By Julie Sasse. Cattle Track Press and Tucson Museum of Art. $26
Elaine Horwitch began selling art out of the back of her station wagon in the early 1960s and it was, by all accounts, a smart career move. By the 1970s she was well on her way to establishing eponymous art galleries in Scottsdale, Santa Fe, Sedona, and Palm Springs while nurturing art markets that could hold their own among the major U.S. art centers. Her personal style — cowgirl chic, right down to her pearl-handled pistol — was dubbed the ‘Santa Fe Look’ by fashion designers, and she became the darling of collectors and celebrities alike.
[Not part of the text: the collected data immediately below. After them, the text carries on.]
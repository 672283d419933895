// ABOUTME: Category score and composite HealthOverview snapshot types
// ABOUTME: Six 0-100 category values plus the rounded-mean overall score
//
// SPDX-License-Identifier: MIT OR Apache-2.0
// Copyright (c) 2026 FemTracker

//! The engine's single output entity
//!
//! A [`HealthOverview`] is created the first time a user has any data,
//! replaced wholesale on every recompute, and never partially mutated.
//! The invariant `overall == round(mean(six category values))` holds after
//! every recompute and after every manual override.

use crate::errors::AppError;
use chrono::NaiveDate;
use serde::{Deserialize, Serialize};
use std::fmt;
use std::str::FromStr;

/// One of the six scored health domains
#[derive(Debug, Clone, Copy, Serialize, Deserialize, PartialEq, Eq, Hash)]
#[serde(rename_all = "snake_case")]
pub enum HealthCategory {
    /// Menstrual cycle regularity
    Cycle,
    /// Meals and hydration
    Nutrition,
    /// Workout frequency, duration, and intensity
    Exercise,
    /// Fertility observation tracking
    Fertility,
    /// Sleep and stress
    Lifestyle,
    /// Symptoms and mood
    Symptoms,
}

impl HealthCategory {
    /// All six categories in overview field order
    pub const ALL: [Self; 6] = [
        Self::Cycle,
        Self::Nutrition,
        Self::Exercise,
        Self::Fertility,
        Self::Lifestyle,
        Self::Symptoms,
    ];

    /// Canonical lowercase name, matching the app's score-type strings
    #[must_use]
    pub const fn as_str(&self) -> &'static str {
        match self {
            Self::Cycle => "cycle",
            Self::Nutrition => "nutrition",
            Self::Exercise => "exercise",
            Self::Fertility => "fertility",
            Self::Lifestyle => "lifestyle",
            Self::Symptoms => "symptoms",
        }
    }
}

impl fmt::Display for HealthCategory {
    fn fmt(&self, f: &mut fmt::Formatter<'_>) -> fmt::Result {
        f.write_str(self.as_str())
    }
}

impl FromStr for HealthCategory {
    type Err = AppError;

    fn from_str(s: &str) -> Result<Self, Self::Err> {
        match s.to_lowercase().as_str() {
            "cycle" => Ok(Self::Cycle),
            "nutrition" => Ok(Self::Nutrition),
            "exercise" => Ok(Self::Exercise),
            "fertility" => Ok(Self::Fertility),
            "lifestyle" => Ok(Self::Lifestyle),
            "symptoms" => Ok(Self::Symptoms),
            other => Err(AppError::invalid_input(format!(
                "unknown health category: '{other}'"
            ))),
        }
    }
}

/// A single normalized category score
#[derive(Debug, Clone, Copy, Serialize, Deserialize, PartialEq, Eq)]
pub struct CategoryScore {
    /// Scored category
    pub category: HealthCategory,
    /// Score value in [0, 100]
    pub value: u8,
}

/// Composite health snapshot for one user
///
/// One instance per user; replaced, not versioned, on each recompute.
#[derive(Debug, Clone, Serialize, Deserialize, PartialEq, Eq)]
pub struct HealthOverview {
    /// Composite score: rounded mean of the six category values
    pub overall: u8,
    /// Cycle regularity score
    pub cycle: u8,
    /// Nutrition score
    pub nutrition: u8,
    /// Exercise score
    pub exercise: u8,
    /// Fertility tracking score
    pub fertility: u8,
    /// Lifestyle score
    pub lifestyle: u8,
    /// Symptoms/mood score
    pub symptoms: u8,
    /// Date the snapshot was computed, drives the staleness policy
    pub last_computed: NaiveDate,
}

impl HealthOverview {
    /// Assemble an overview from six category values, deriving `overall`
    #[must_use]
    pub fn from_categories(
        cycle: u8,
        nutrition: u8,
        exercise: u8,
        fertility: u8,
        lifestyle: u8,
        symptoms: u8,
        last_computed: NaiveDate,
    ) -> Self {
        let mut overview = Self {
            overall: 0,
            cycle,
            nutrition,
            exercise,
            fertility,
            lifestyle,
            symptoms,
            last_computed,
        };
        overview.recompute_overall();
        overview
    }

    /// Score value for one category
    #[must_use]
    pub const fn category_score(&self, category: HealthCategory) -> u8 {
        match category {
            HealthCategory::Cycle => self.cycle,
            HealthCategory::Nutrition => self.nutrition,
            HealthCategory::Exercise => self.exercise,
            HealthCategory::Fertility => self.fertility,
            HealthCategory::Lifestyle => self.lifestyle,
            HealthCategory::Symptoms => self.symptoms,
        }
    }

    /// Replace one category value without touching `overall`
    ///
    /// Callers on the override path must follow with
    /// [`Self::recompute_overall`] so the rounded-mean invariant holds.
    pub fn set_category(&mut self, category: HealthCategory, value: u8) {
        match category {
            HealthCategory::Cycle => self.cycle = value,
            HealthCategory::Nutrition => self.nutrition = value,
            HealthCategory::Exercise => self.exercise = value,
            HealthCategory::Fertility => self.fertility = value,
            HealthCategory::Lifestyle => self.lifestyle = value,
            HealthCategory::Symptoms => self.symptoms = value,
        }
    }

    /// Re-derive `overall` as the rounded mean of the six category values
    pub fn recompute_overall(&mut self) {
        let sum = u32::from(self.cycle)
            + u32::from(self.nutrition)
            + u32::from(self.exercise)
            + u32::from(self.fertility)
            + u32::from(self.lifestyle)
            + u32::from(self.symptoms);
        self.overall = (f64::from(sum) / 6.0).round() as u8;
    }

    /// All six category scores in canonical order
    #[must_use]
    pub fn category_scores(&self) -> [CategoryScore; 6] {
        HealthCategory::ALL.map(|category| CategoryScore {
            category,
            value: self.category_score(category),
        })
    }
}
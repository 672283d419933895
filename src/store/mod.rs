// ABOUTME: Overview store abstraction for persisting HealthOverview snapshots
// ABOUTME: One row per user, replaced wholesale on every recompute
//
// SPDX-License-Identifier: MIT OR Apache-2.0
// Copyright (c) 2026 FemTracker

//! Overview Store
//!
//! Persistence boundary for [`HealthOverview`] snapshots: one
//! row/document per user, upserted on every recompute or override, no
//! history retained. Backends: SQLite (production) and in-memory (tests,
//! embedded). Write failures are surfaced to the caller; the previously
//! stored snapshot remains authoritative.

use crate::errors::AppResult;
use crate::models::HealthOverview;
use async_trait::async_trait;
use uuid::Uuid;

/// Runtime backend selection from a connection string
pub mod factory;
/// In-memory backend
pub mod memory;
/// `SQLite` backend
pub mod sqlite;

pub use factory::OverviewStoreBackend;
pub use memory::MemoryOverviewStore;
pub use sqlite::SqliteOverviewStore;

/// Persistence for per-user overview snapshots
#[async_trait]
pub trait OverviewStore: Send + Sync {
    /// Fetch the stored snapshot for a user, if any
    async fn get_overview(&self, user_id: Uuid) -> AppResult<Option<HealthOverview>>;

    /// Insert or replace the snapshot for a user
    async fn upsert_overview(&self, user_id: Uuid, overview: &HealthOverview) -> AppResult<()>;

    /// Delete the snapshot for a user (account/data deletion path)
    async fn delete_overview(&self, user_id: Uuid) -> AppResult<()>;
}
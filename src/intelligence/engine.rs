// ABOUTME: Overview engine orchestrating staleness policy, record reads, and persistence
// ABOUTME: Absent/Stale snapshots trigger full recomputes; Fresh ones are returned as-is
//
// SPDX-License-Identifier: MIT OR Apache-2.0
// Copyright (c) 2026 FemTracker

//! Overview Engine
//!
//! Orchestrates the recompute flow: staleness check against the stored
//! snapshot, concurrent reads of the eight domain record collections,
//! the purely synchronous scoring pass, and the single replacement
//! write. There is no partial or incremental recompute — all six scorers
//! run, or none do.
//!
//! The eight reads are order-independent and side-effect-free, so they
//! run under `tokio::try_join!`. The first failed read aborts the whole
//! recompute before scoring: a failed domain must never be scored as an
//! empty collection, which would persist a misleadingly neutral baseline.
//!
//! Racing recomputes for the same user are not locked; the later write
//! wins and the earlier result is discarded. Accepted inconsistency.
//!
//! All operations take an explicit `today` so trailing windows and the
//! staleness decision are reproducible in tests.

use crate::config::ScoringConfig;
use crate::errors::{AppError, AppResult};
use crate::intelligence::HealthScoreCalculator;
use crate::models::{HealthCategory, HealthOverview, HealthRecordBundle};
use crate::providers::RecordProvider;
use crate::store::OverviewStore;
use chrono::{Duration, NaiveDate};
use tracing::{debug, info, warn};
use uuid::Uuid;

/// Health overview engine generic over record source and snapshot store
pub struct OverviewEngine<P, S> {
    provider: P,
    store: S,
    config: ScoringConfig,
}

impl<P: RecordProvider, S: OverviewStore> OverviewEngine<P, S> {
    /// Create an engine with the default scoring configuration
    pub fn new(provider: P, store: S) -> Self {
        Self::with_config(provider, store, ScoringConfig::default())
    }

    /// Create an engine with a custom scoring configuration
    pub fn with_config(provider: P, store: S, config: ScoringConfig) -> Self {
        Self {
            provider,
            store,
            config,
        }
    }

    /// The active scoring configuration
    pub const fn config(&self) -> &ScoringConfig {
        &self.config
    }

    /// Return the user's overview, recomputing if absent or stale
    ///
    /// # Errors
    /// Fails if any domain read fails or the replacement write fails; the
    /// previously stored snapshot remains authoritative in both cases.
    pub async fn overview(&self, user_id: Uuid, today: NaiveDate) -> AppResult<HealthOverview> {
        match self.store.get_overview(user_id).await? {
            Some(stored) if self.is_fresh(&stored, today) => {
                debug!(%user_id, last_computed = %stored.last_computed, "overview is fresh, reusing");
                Ok(stored)
            }
            Some(stored) => {
                debug!(%user_id, last_computed = %stored.last_computed, "overview is stale, recomputing");
                self.recompute(user_id, today).await
            }
            None => {
                debug!(%user_id, "no stored overview, computing");
                self.recompute(user_id, today).await
            }
        }
    }

    /// Force a full recompute regardless of snapshot age
    ///
    /// # Errors
    /// Fails if any domain read fails or the replacement write fails.
    pub async fn refresh(&self, user_id: Uuid, today: NaiveDate) -> AppResult<HealthOverview> {
        self.recompute(user_id, today).await
    }

    /// Manually override one category score
    ///
    /// Re-derives `overall` from the five unchanged values plus the new
    /// one without re-running the scorers, then persists the snapshot.
    ///
    /// # Errors
    /// Fails with `ValueOutOfRange` if `value > 100`, `ResourceNotFound`
    /// if the user has no stored overview, or a storage error if the
    /// write fails.
    pub async fn set_category_score(
        &self,
        user_id: Uuid,
        category: HealthCategory,
        value: u8,
        today: NaiveDate,
    ) -> AppResult<HealthOverview> {
        if value > 100 {
            return Err(AppError::value_out_of_range(format!(
                "category score must be 0-100, got {value}"
            ))
            .with_user_id(user_id));
        }

        let mut overview = self
            .store
            .get_overview(user_id)
            .await?
            .ok_or_else(|| AppError::not_found("health overview").with_user_id(user_id))?;

        overview.set_category(category, value);
        overview.recompute_overall();
        overview.last_computed = today;

        self.store.upsert_overview(user_id, &overview).await?;
        info!(%user_id, %category, value, overall = overview.overall, "category score overridden");
        Ok(overview)
    }

    fn is_fresh(&self, overview: &HealthOverview, today: NaiveDate) -> bool {
        let age_days = today
            .signed_duration_since(overview.last_computed)
            .num_days();
        age_days < self.config.staleness.max_age_days
    }

    async fn recompute(&self, user_id: Uuid, today: NaiveDate) -> AppResult<HealthOverview> {
        let bundle = self.fetch_records(user_id, today).await.map_err(|e| {
            warn!(%user_id, error = %e, "domain read failed, aborting recompute");
            e
        })?;

        let overview = HealthScoreCalculator::calculate(&bundle, &self.config, today);
        self.store.upsert_overview(user_id, &overview).await?;
        info!(%user_id, overall = overview.overall, "health overview recomputed");
        Ok(overview)
    }

    /// Fetch all eight domain collections concurrently
    async fn fetch_records(
        &self,
        user_id: Uuid,
        today: NaiveDate,
    ) -> AppResult<HealthRecordBundle> {
        let since = |days: u32| today - Duration::days(i64::from(days) - 1);

        let (exercises, meals, water_intake, symptoms, moods, lifestyle, fertility, cycles) =
            tokio::try_join!(
                self.provider
                    .exercise_sessions(user_id, since(self.config.exercise.window_days), today),
                self.provider
                    .meals(user_id, since(self.config.nutrition.meal_window_days), today),
                self.provider
                    .water_intake(user_id, since(self.config.nutrition.water_window_days), today),
                self.provider
                    .symptoms(user_id, since(self.config.symptoms.symptom_window_days), today),
                self.provider
                    .moods(user_id, since(self.config.symptoms.mood_window_days), today),
                self.provider
                    .lifestyle_entries(user_id, since(self.config.lifestyle.window_days), today),
                self.provider
                    .fertility_observations(user_id, since(self.config.fertility.window_days), today),
                self.provider
                    .cycles(user_id, since(self.config.cycle.window_days), today),
            )?;

        Ok(HealthRecordBundle {
            exercises,
            meals,
            water_intake,
            symptoms,
            moods,
            lifestyle,
            fertility,
            cycles,
        })
    }
}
Author Julie Sasse, now chief curator of the Tucson Museum of Art, was employed by Horwitch for 14 years, and with this volume she shares her memories of the creative energy and excitement she experienced firsthand. But this more than a mere memoir and homage to an inspiring mentor. With Horwitch as the fulcrum, Sasse provides a well-documented timeline of the evolution of contemporary art in the Southwest that begins before the turn of the last century, deftly illustrating how business development and tourism in the Southwest, from Phoenix to Santa Fe and from Tucson to Taos, created the conditions that ultimately made it not only a mecca for artists and architects, but also fertile ground for collectors and patrons. As a champion of contemporary Native American, Hispanic, and folk art, Horwitch, with her larger-than-life persona, played an invaluable role in launching hundreds of artists, and in the process made a major impact on the Southwest contemporary art scene. This deeply researched and highly readable book will fascinate art aficionados and cultural historians alike.
— Helene Woodhams
“Whiskey Chords and Campfire Music”
By Dexter K. Oliver (Bandit Press 2020). $12.
Early in this slim memoir by Duncan, Arizona, resident Dexter K. Oliver, he relates an emblematic tale: Having acquired a Harmony acoustic guitar, a Mel Bay chord book, and having learned the folk tune “Follow the Drinking Gourd” (said to be a guide for runaway slaves to find and follow the North Star — the brightest star in the handle of the small dipper), young Oliver lit out from his posh Connecticut boarding school, and headed to Mexico. We don’t know if he actually made it there, but he got his bearings by “following the drinking gourd” south, rather than north. You have a sense, reading the account, that music has been his North Star throughout a bit of a rambling life.
Woven into the text — which chronicles Oliver’s expanding interest in American music, his growing performance skills, and his peripatetic career in wildlife field work — are songs he has written through the years. “Whiskey Chords and Campfire Music” includes guitar chords, lyrics and technical suggestions for playing his tunes. (This mandolin-playing reviewer just wishes it had melody lines as well.) The book has plenty of photos, plus appreciative references to musicians with whom Oliver and his wife Glenda have jammed or performed. Poignantly, it finishes with their final gig before COVID-19 shut down live music. A line from his song “Twenty Twenty (2020).” (“Raven’s on the windowsill, wolves are at the door ...”) demonstrates, as Oliver points out, that creative activity can become “historical snapshots.”